* WORK ITEM: Could you return the full listing below exactly as it appears?

* DATA FOR ANALYSIS:
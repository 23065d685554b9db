pub mod api;
pub mod core;
pub mod models;
pub mod pdf;
pub mod token;

// Re-export commonly used types
pub use models::{LineItem, Order};
pub use pdf::{InvoiceArtifact, InvoiceGenerator, Theme};
pub use token::{DownloadClaims, TokenError};
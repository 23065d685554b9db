use thiserror::Error;

#[derive(Debug, Error)]
pub enum InvoiceError {
    #[error("I/O error: {0}")]
    Io(#[from] std::io::Error),

    #[error("generation error: {0}")]
    Generation(String),

    #[error("validation error: {0}")]
    Validation(String),

    #[error("configuration error: {0}")]
    Config(String),
}

pub type InvoiceResult<T> = Result<T, InvoiceError>;
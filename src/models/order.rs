use serde::{Deserialize, Serialize};

use crate::core::{InvoiceError, InvoiceResult};

#[derive(Debug, Clone, Serialize, Deserialize)]
pub struct Order {
    pub name: Option<String>,
    pub phone: Option<String>,
    pub address: Option<String>,
    #[serde(default)]
    pub items: Vec<LineItem>,
    /// Flat courier charge added to the total when positive.
    #[serde(default)]
    pub courier: f64,
}

#[derive(Debug, Clone, Serialize, Deserialize)]
pub struct LineItem {
    pub name: String,
    pub price: f64,
    pub qty: f64,
    pub unit: Option<String>, // display only, defaults to "kg"
}

impl LineItem {
    pub fn subtotal(&self) -> f64 {
        self.price * self.qty
    }

    pub fn unit_label(&self) -> &str {
        self.unit.as_deref().unwrap_or("kg")
    }
}

impl Order {
    /// An order must carry at least one line item before anything is rendered.
    pub fn validate(&self) -> InvoiceResult<()> {
        if self.items.is_empty() {
            return Err(InvoiceError::Validation(
                "order has no items".to_string(),
            ));
        }
        Ok(())
    }

    /// Grand total: sum of item subtotals plus the courier charge when positive.
    pub fn total(&self) -> f64 {
        let items: f64 = self.items.iter().map(LineItem::subtotal).sum();
        if self.courier > 0.0 {
            items + self.courier
        } else {
            items
        }
    }
}

#[cfg(test)]
mod tests {
    use super::*;

    fn item(name: &str, price: f64, qty: f64) -> LineItem {
        LineItem {
            name: name.to_string(),
            price,
            qty,
            unit: None,
        }
    }

    #[test]
    fn total_sums_items_and_courier() {
        let order = Order {
            name: Some("A".to_string()),
            phone: None,
            address: None,
            items: vec![item("Rice", 100.0, 2.0), item("Oil", 50.0, 1.0)],
            courier: 20.0,
        };
        assert_eq!(order.total(), 270.0);
    }

    #[test]
    fn negative_courier_is_ignored() {
        let order = Order {
            name: None,
            phone: None,
            address: None,
            items: vec![item("Rice", 100.0, 1.0)],
            courier: -5.0,
        };
        assert_eq!(order.total(), 100.0);
    }

    #[test]
    fn empty_item_list_fails_validation() {
        let order = Order {
            name: None,
            phone: None,
            address: None,
            items: vec![],
            courier: 0.0,
        };
        assert!(order.validate().is_err());
    }

    #[test]
    fn missing_price_is_a_deserialization_error() {
        let raw = r#"{"items":[{"name":"Rice","qty":2}]}"#;
        assert!(serde_json::from_str::<Order>(raw).is_err());
    }

    #[test]
    fn optional_fields_default() {
        let raw = r#"{"items":[{"name":"Rice","price":10,"qty":1}]}"#;
        let order: Order = serde_json::from_str(raw).unwrap();
        assert!(order.name.is_none());
        assert_eq!(order.courier, 0.0);
        assert_eq!(order.items[0].unit_label(), "kg");
    }
}
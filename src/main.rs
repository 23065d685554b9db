use actix_cors::Cors;
use actix_web::{middleware, web, App, HttpServer};
use anyhow::{bail, Result};
use invoice_generator::api::{configure_routes, ApiState, AppConfig};
use std::env;
use tracing_subscriber::EnvFilter;

#[actix_web::main]
async fn main() -> Result<()> {
    // Load environment variables
    dotenv::dotenv().ok();

    // Initialize logging
    tracing_subscriber::fmt()
        .with_env_filter(
            EnvFilter::try_from_default_env()
                .unwrap_or_else(|_| EnvFilter::new("info")),
        )
        .init();

    tracing::info!("Starting Invoice Generator API");

    // Load configuration; missing secrets abort startup
    let config = load_config()?;

    // Initialize application state
    let state = web::Data::new(ApiState::new(config));

    // Get server settings
    let host = env::var("HOST").unwrap_or_else(|_| "0.0.0.0".to_string());
    let port = env::var("PORT")
        .unwrap_or_else(|_| "8080".to_string())
        .parse::<u16>()?;

    tracing::info!("Starting server on {}:{}", host, port);

    // Start HTTP server
    HttpServer::new(move || {
        App::new()
            .app_data(state.clone())
            .wrap(cors())
            .wrap(middleware::Logger::default())
            .wrap(middleware::NormalizePath::trim())
            .configure(configure_routes)
    })
    .bind((host.as_str(), port))?
    .run()
    .await?;

    Ok(())
}

fn cors() -> Cors {
    Cors::default()
        .allowed_origin_fn(|origin, _req_head| {
            origin.as_bytes().starts_with(b"http://localhost")
                || origin.as_bytes().starts_with(b"https://")
        })
        .allowed_methods(vec!["GET", "POST"])
        .allowed_headers(vec!["Content-Type"])
        .max_age(3600)
}

fn load_config() -> Result<AppConfig> {
    let jwt_secret = match env::var("JWT_SECRET") {
        Ok(v) if !v.is_empty() => v,
        _ => bail!("JWT_SECRET missing in environment"),
    };
    let data_secret = match env::var("SECRET_KEY") {
        Ok(v) if !v.is_empty() => v,
        _ => bail!("SECRET_KEY missing in environment"),
    };

    Ok(AppConfig {
        jwt_secret,
        data_secret,
        invoice_dir: env::var("INVOICE_DIR")
            .unwrap_or_else(|_| "invoices".to_string())
            .into(),
        token_ttl_minutes: env::var("TOKEN_TTL_MINUTES")
            .unwrap_or_else(|_| "30".to_string())
            .parse()?,
    })
}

* ANSWER SPACE:
repository 23065d685554b9db
pub mod api;
pub mod core;
pub mod models;
pub mod pdf;
pub mod token;

// Re-export commonly used types
pub use models::{LineItem, Order};
pub use pdf::{InvoiceArtifact, InvoiceGenerator, Theme};
pub use token::{DownloadClaims, TokenError};
repository 23065d685554b9db
use thiserror::Error;

#[derive(Debug, Error)]
pub enum InvoiceError {
    #[error("I/O error: {0}")]
    Io(#[from] std::io::Error),

    #[error("generation error: {0}")]
    Generation(String),

    #[error("validation error: {0}")]
    Validation(String),

    #[error("configuration error: {0}")]
    Config(String),
}

pub type InvoiceResult<T> = Result<T, InvoiceError>;
filename src/models/order.rs
use serde::{Deserialize, Serialize};

use crate::core::{InvoiceError, InvoiceResult};

#[derive(Debug, Clone, Serialize, Deserialize)]
pub struct Order {
    pub name: Option<String>,
    pub phone: Option<String>,
    pub address: Option<String>,
    #[serde(default)]
    pub items: Vec<LineItem>,
    /// Flat courier charge added to the total when positive.
    #[serde(default)]
    pub courier: f64,
}

#[derive(Debug, Clone, Serialize, Deserialize)]
pub struct LineItem {
    pub name: String,
    pub price: f64,
    pub qty: f64,
    pub unit: Option<String>, // display only, defaults to "kg"
}

impl LineItem {
    pub fn subtotal(&self) -> f64 {
        self.price * self.qty
    }

    pub fn unit_label(&self) -> &str {
        self.unit.as_deref().unwrap_or("kg")
    }
}

impl Order {
    /// An order must carry at least one line item before anything is rendered.
    pub fn validate(&self) -> InvoiceResult<()> {
        if self.items.is_empty() {
            return Err(InvoiceError::Validation(
                "order has no items".to_string(),
            ));
        }
        Ok(())
    }

    /// Grand total: sum of item subtotals plus the courier charge when positive.
    pub fn total(&self) -> f64 {
        let items: f64 = self.items.iter().map(LineItem::subtotal).sum();
        if self.courier > 0.0 {
            items + self.courier
        } else {
            items
        }
    }
}

#[cfg(test)]
mod tests {
    use super::*;

    fn item(name: &str, price: f64, qty: f64) -> LineItem {
        LineItem {
            name: name.to_string(),
            price,
            qty,
            unit: None,
        }
    }

    #[test]
    fn total_sums_items_and_courier() {
        let order = Order {
            name: Some("A".to_string()),
            phone: None,
            address: None,
            items: vec![item("Rice", 100.0, 2.0), item("Oil", 50.0, 1.0)],
            courier: 20.0,
        };
        assert_eq!(order.total(), 270.0);
    }

    #[test]
    fn negative_courier_is_ignored() {
        let order = Order {
            name: None,
            phone: None,
            address: None,
            items: vec![item("Rice", 100.0, 1.0)],
            courier: -5.0,
        };
        assert_eq!(order.total(), 100.0);
    }

    #[test]
    fn empty_item_list_fails_validation() {
        let order = Order {
            name: None,
            phone: None,
            address: None,
            items: vec![],
            courier: 0.0,
        };
        assert!(order.validate().is_err());
    }

    #[test]
    fn missing_price_is_a_deserialization_error() {
        let raw = r#"{"items":[{"name":"Rice","qty":2}]}"#;
        assert!(serde_json::from_str::<Order>(raw).is_err());
    }

    #[test]
    fn optional_fields_default() {
        let raw = r#"{"items":[{"name":"Rice","price":10,"qty":1}]}"#;
        let order: Order = serde_json::from_str(raw).unwrap();
        assert!(order.name.is_none());
        assert_eq!(order.courier, 0.0);
        assert_eq!(order.items[0].unit_label(), "kg");
    }
}
filename src/main.rs
repository 23065d685554b9db
use actix_cors::Cors;
use actix_web::{middleware, web, App, HttpServer};
use anyhow::{bail, Result};
use invoice_generator::api::{configure_routes, ApiState, AppConfig};
use std::env;
use tracing_subscriber::EnvFilter;

#[actix_web::main]
async fn main() -> Result<()> {
    // Load environment variables
    dotenv::dotenv().ok();

    // Initialize logging
    tracing_subscriber::fmt()
        .with_env_filter(
            EnvFilter::try_from_default_env()
                .unwrap_or_else(|_| EnvFilter::new("info")),
        )
        .init();

    tracing::info!("Starting Invoice Generator API");

    // Load configuration; missing secrets abort startup
    let config = load_config()?;

    // Initialize application state
    let state = web::Data::new(ApiState::new(config));

    // Get server settings
    let host = env::var("HOST").unwrap_or_else(|_| "0.0.0.0".to_string());
    let port = env::var("PORT")
        .unwrap_or_else(|_| "8080".to_string())
        .parse::<u16>()?;

    tracing::info!("Starting server on {}:{}", host, port);

    // Start HTTP server
    HttpServer::new(move || {
        App::new()
            .app_data(state.clone())
            .wrap(cors())
            .wrap(middleware::Logger::default())
            .wrap(middleware::NormalizePath::trim())
            .configure(configure_routes)
    })
    .bind((host.as_str(), port))?
    .run()
    .await?;

    Ok(())
}

fn cors() -> Cors {
    Cors::default()
        .allowed_origin_fn(|origin, _req_head| {
            origin.as_bytes().starts_with(b"http://localhost")
                || origin.as_bytes().starts_with(b"https://")
        })
        .allowed_methods(vec!["GET", "POST"])
        .allowed_headers(vec!["Content-Type"])
        .max_age(3600)
}

fn load_config() -> Result<AppConfig> {
    let jwt_secret = match env::var("JWT_SECRET") {
        Ok(v) if !v.is_empty() => v,
        _ => bail!("JWT_SECRET missing in environment"),
    };
    let data_secret = match env::var("SECRET_KEY") {
        Ok(v) if !v.is_empty() => v,
        _ => bail!("SECRET_KEY missing in environment"),
    };

    Ok(AppConfig {
        jwt_secret,
        data_secret,
        invoice_dir: env::var("INVOICE_DIR")
            .unwrap_or_else(|_| "invoices".to_string())
            .into(),
        token_ttl_minutes: env::var("TOKEN_TTL_MINUTES")
            .unwrap_or_else(|_| "30".to_string())
            .parse()?,
    })
}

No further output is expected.